[Records supplied]

impl<'a> Pending<'a> {
    fn new(tables: &'a Tables) -> Self {
        Self {
            tables,
            licenses: HashMap::new(),
            license_keys: HashMap::new(),
            allocations: HashMap::new(),
            active: HashMap::new(),
            history_ids: HashSet::new(),
        }
    }

    /// Check every write of a change set without touching the tables.
    fn check(mut self, changes: &ChangeSet) -> AppResult<()> {
        for write in changes.license_writes() {
            self.check_license(write)?;
        }
        for write in changes.allocation_writes() {
            self.check_allocation(write)?;
        }
        for entry in changes.history() {
            self.check_history(entry)?;
        }
        Ok(())
    }

    fn check_license(&mut self, write: &LicenseWrite) -> AppResult<()> {
        match write {
            LicenseWrite::Insert(license) => {
                if self.license(license.id).is_some() {
                    return Err(AppError::conflict(format!(
                        "License {} already exists",
                        license.id
                    )));
                }
                if self.key_owner(&license.license_key).is_some() {
                    return Err(AppError::conflict("License key already exists"));
                }
                self.stage_license(license);
            }
            LicenseWrite::Update {
                license,
                expected_version,
            } => {
                let current_key = self.check_version(license.id, *expected_version)?;
                if self
                    .key_owner(&license.license_key)
                    .is_some_and(|owner| owner != license.id)
                {
                    return Err(AppError::conflict("License key already exists"));
                }
                if current_key != license.license_key {
                    self.license_keys.insert(current_key, None);
                }
                self.stage_license(license);
            }
            LicenseWrite::Delete {
                id,
                expected_version,
            } => {
                let current_key = self.check_version(*id, *expected_version)?;
                self.license_keys.insert(current_key, None);
                self.licenses.insert(*id, None);
            }
        }
        Ok(())
    }

    fn check_allocation(&mut self, write: &AllocationWrite) -> AppResult<()> {
        match write {
            AllocationWrite::Insert(allocation) => {
                if self.license(allocation.license_id).is_none() {
                    return Err(AppError::not_found(format!(
                        "License {} not found",
                        allocation.license_id
                    )));
                }
                if self.allocation(allocation.id).is_some() {
                    return Err(AppError::conflict(format!(
                        "Allocation {} already exists",
                        allocation.id
                    )));
                }
                let slot = (allocation.license_id, allocation.holder);
                if self.active_holder(slot).is_some() {
                    return Err(AppError::conflict(format!(
                        "{} already holds an active allocation on license {}",
                        allocation.holder, allocation.license_id
                    )));
                }
                let active = allocation.is_active();
                self.allocations.insert(
                    allocation.id,
                    StagedAllocation {
                        license_id: allocation.license_id,
                        holder: allocation.holder,
                        active,
                    },
                );
                if active {
                    self.active.insert(slot, Some(allocation.id));
                }
            }
            AllocationWrite::Revoke { id, .. } => {
                let mut staged = self
                    .allocation(*id)
                    .ok_or_else(|| AppError::not_found(format!("Allocation {id} not found")))?;
                if !staged.active {
                    return Err(AppError::conflict(format!(
                        "Allocation {id} is already revoked"
                    )));
                }
                staged.active = false;
                self.allocations.insert(*id, staged);
                self.active.insert((staged.license_id, staged.holder), None);
            }
        }
        Ok(())
    }

    fn check_history(&mut self, entry: &HistoryEntry) -> AppResult<()> {
        if self.tables.history_ids.contains(&entry.id) || !self.history_ids.insert(entry.id) {
            return Err(AppError::conflict(format!(
                "History entry {} already exists",
                entry.id
            )));
        }
        Ok(())
    }

    fn stage_license(&mut self, license: &License) {
        self.license_keys
            .insert(license.license_key.clone(), Some(license.id));
        self.licenses.insert(
            license.id,
            Some(StagedLicense {
                version: license.version,
                license_key: license.license_key.clone(),
            }),
        );
    }

    /// Version and key of a license as the set has left it so far.
    fn license(&self, id: LicenseId) -> Option<(i64, &str)> {
        match self.licenses.get(&id) {
            Some(staged) => staged
                .as_ref()
                .map(|s| (s.version, s.license_key.as_str())),
            None => self
                .tables
                .licenses
                .get(&id)
                .map(|l| (l.version, l.license_key.as_str())),
        }
    }

    /// Returns the current key of the license on success.
    fn check_version(&self, id: LicenseId, expected_version: i64) -> AppResult<String> {
        let (version, key) = self
            .license(id)
            .ok_or_else(|| AppError::not_found(format!("License {id} not found")))?;
        if version != expected_version {
            return Err(AppError::conflict(format!(
                "License {id} was modified concurrently (expected version {expected_version}, found {version})"
            )));
        }
        Ok(key.to_string())
    }

    fn key_owner(&self, license_key: &str) -> Option<LicenseId> {
        match self.license_keys.get(license_key) {
            Some(owner) => *owner,
            None => self.tables.license_keys.get(license_key).copied(),
        }
    }

    /// An allocation of a license deleted earlier in the set is gone.
    fn allocation(&self, id: AllocationId) -> Option<StagedAllocation> {
        let staged = match self.allocations.get(&id) {
            Some(staged) => Some(*staged),
            None => self.tables.allocations.get(&id).map(|a| StagedAllocation {
                license_id: a.license_id,
                holder: a.holder,
                active: a.is_active(),
            }),
        };
        staged.filter(|s| self.license(s.license_id).is_some())
    }

    fn active_holder(&self, slot: (LicenseId, AllocationHolder)) -> Option<AllocationId> {
        match self.active.get(&slot) {
            Some(id) => *id,
            None => self.tables.active.get(&slot).copied(),
        }
    }
}
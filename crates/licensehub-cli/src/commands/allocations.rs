//! Allocation listing CLI commands.

use clap::{Args, Subcommand, ValueEnum};

use crate::output::{self, AllocationRow, OutputFormat};
use licensehub_core::error::AppError;
use licensehub_core::types::{GroupId, LicenseId, UserId};
use licensehub_entity::allocation::HolderKind;
use licensehub_service::Ledger;

/// Arguments for allocation commands
#[derive(Debug, Args)]
pub struct AllocationsArgs {
    /// Allocations subcommand
    #[command(subcommand)]
    pub command: AllocationsCommand,
}

/// Allocation subcommands
#[derive(Debug, Subcommand)]
pub enum AllocationsCommand {
    /// Allocations drawn from a license
    License {
        /// License ID
        id: LicenseId,
        /// Only one kind of holder
        #[arg(long, value_enum)]
        kind: Option<KindArg>,
        /// Include revoked allocations
        #[arg(long, conflicts_with = "kind")]
        all: bool,
    },
    /// Active assignments of a user
    User {
        /// User ID
        id: UserId,
    },
    /// Active allocations of a group
    Group {
        /// Group ID
        id: GroupId,
    },
}

/// Holder kind filter
#[derive(Debug, Clone, Copy, PartialEq, Eq, ValueEnum)]
pub enum KindArg {
    /// User assignments
    User,
    /// Group allocations
    Group,
}

impl From<KindArg> for HolderKind {
    fn from(kind: KindArg) -> Self {
        match kind {
            KindArg::User => HolderKind::User,
            KindArg::Group => HolderKind::Group,
        }
    }
}

/// Execute allocation commands
pub async fn execute(
    args: &AllocationsArgs,
    ledger: &Ledger,
    format: OutputFormat,
) -> Result<(), AppError> {
    let assignments = ledger.assignments();

    let allocations = match &args.command {
        AllocationsCommand::License { id, all: true, .. } => {
            assignments.list_allocations_for_license(*id).await?
        }
        AllocationsCommand::License { id, kind, .. } => {
            assignments
                .list_active_for_license(*id, kind.map(HolderKind::from))
                .await?
        }
        AllocationsCommand::User { id } => assignments.list_active_for_user(*id).await?,
        AllocationsCommand::Group { id } => assignments.list_active_for_group(*id).await?,
    };

    let rows: Vec<AllocationRow> = allocations.iter().map(AllocationRow::from).collect();
    output::print_list(&rows, format);
    Ok(())
}
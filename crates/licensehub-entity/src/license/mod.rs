//! License domain entities.

pub mod capacity;
pub mod model;

pub use capacity::{SeatState, SeatUsage};
pub use model::{CreateLicense, License, UpdateLicense};
//! Seat invariant verification.
//!
//! Detects drift between a license's `used_seats` counter and the seats held
//! by its active allocations. Read-only: drift is reported, never corrected.

use std::sync::Arc;

use serde::Serialize;
use tracing::{info, warn};

use licensehub_core::error::ErrorKind;
use licensehub_core::result::AppResult;
use licensehub_core::types::LicenseId;
use licensehub_database::store::{AllocationQuery, LedgerStore, LicenseQuery};
use licensehub_entity::license::License;

use super::accountant::SeatAccountant;

/// Result of checking one license.
#[derive(Debug, Clone, PartialEq, Eq, Serialize)]
pub struct SeatCheck {
    /// License checked.
    pub license_id: LicenseId,
    /// Software name, for reports.
    pub software_name: String,
    /// Seats purchased.
    pub total_seats: i32,
    /// The stored counter.
    pub used_seats: i32,
    /// Seats held by active allocations.
    pub allocated_seats: i32,
}

impl SeatCheck {
    /// Counter minus actual holdings.
    pub fn drift(&self) -> i32 {
        self.used_seats - self.allocated_seats
    }

    /// Whether the counter matches the holdings and fits the capacity.
    pub fn is_consistent(&self) -> bool {
        self.drift() == 0 && self.used_seats >= 0 && self.used_seats <= self.total_seats
    }
}

/// Recomputes seat usage from allocations.
#[derive(Debug, Clone)]
pub struct SeatVerifier {
    store: Arc<dyn LedgerStore>,
    accountant: SeatAccountant,
}

impl SeatVerifier {
    /// Creates a new seat verifier.
    pub fn new(accountant: SeatAccountant) -> Self {
        Self {
            store: Arc::clone(accountant.store()),
            accountant,
        }
    }

    /// Check one license under its lock.
    pub async fn verify_license(&self, license_id: LicenseId) -> AppResult<SeatCheck> {
        let (_guard, license) = self.accountant.lock_existing(license_id).await?;
        self.check(&license).await
    }

    /// Check every license. Returns one entry per license.
    pub async fn verify_all(&self) -> AppResult<Vec<SeatCheck>> {
        let licenses = self.store.list_licenses(&LicenseQuery::All).await?;
        let mut checks = Vec::with_capacity(licenses.len());

        for license in licenses {
            match self.verify_license(license.id).await {
                Ok(check) => checks.push(check),
                // Deleted since listing.
                Err(e) if e.is(ErrorKind::NotFound) => continue,
                Err(e) => return Err(e),
            }
        }

        let drifted = checks.iter().filter(|c| !c.is_consistent()).count();
        if drifted == 0 {
            info!(licenses = checks.len(), "Seat verification: all licenses consistent");
        } else {
            warn!(
                licenses = checks.len(),
                drifted = drifted,
                "Seat verification found inconsistent licenses"
            );
        }

        Ok(checks)
    }

    async fn check(&self, license: &License) -> AppResult<SeatCheck> {
        let allocations = self
            .store
            .list_allocations(&AllocationQuery::for_license(license.id).active())
            .await?;
        let allocated_seats = allocations.iter().map(|a| a.seats_held()).sum();

        let check = SeatCheck {
            license_id: license.id,
            software_name: license.software_name.clone(),
            total_seats: license.total_seats,
            used_seats: license.used_seats,
            allocated_seats,
        };

        if !check.is_consistent() {
            warn!(
                license_id = %license.id,
                used_seats = check.used_seats,
                allocated_seats = check.allocated_seats,
                total_seats = check.total_seats,
                delta = check.drift(),
                "Seat drift detected"
            );
        }

        Ok(check)
    }
}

[/Records supplied]

In the records above, find each line that holds the word "LicenseQuery"; copy all such lines.

use licensehub_database::store::{AllocationQuery, LedgerStore, LicenseQuery};
        let licenses = self.store.list_licenses(&LicenseQuery::All).await?;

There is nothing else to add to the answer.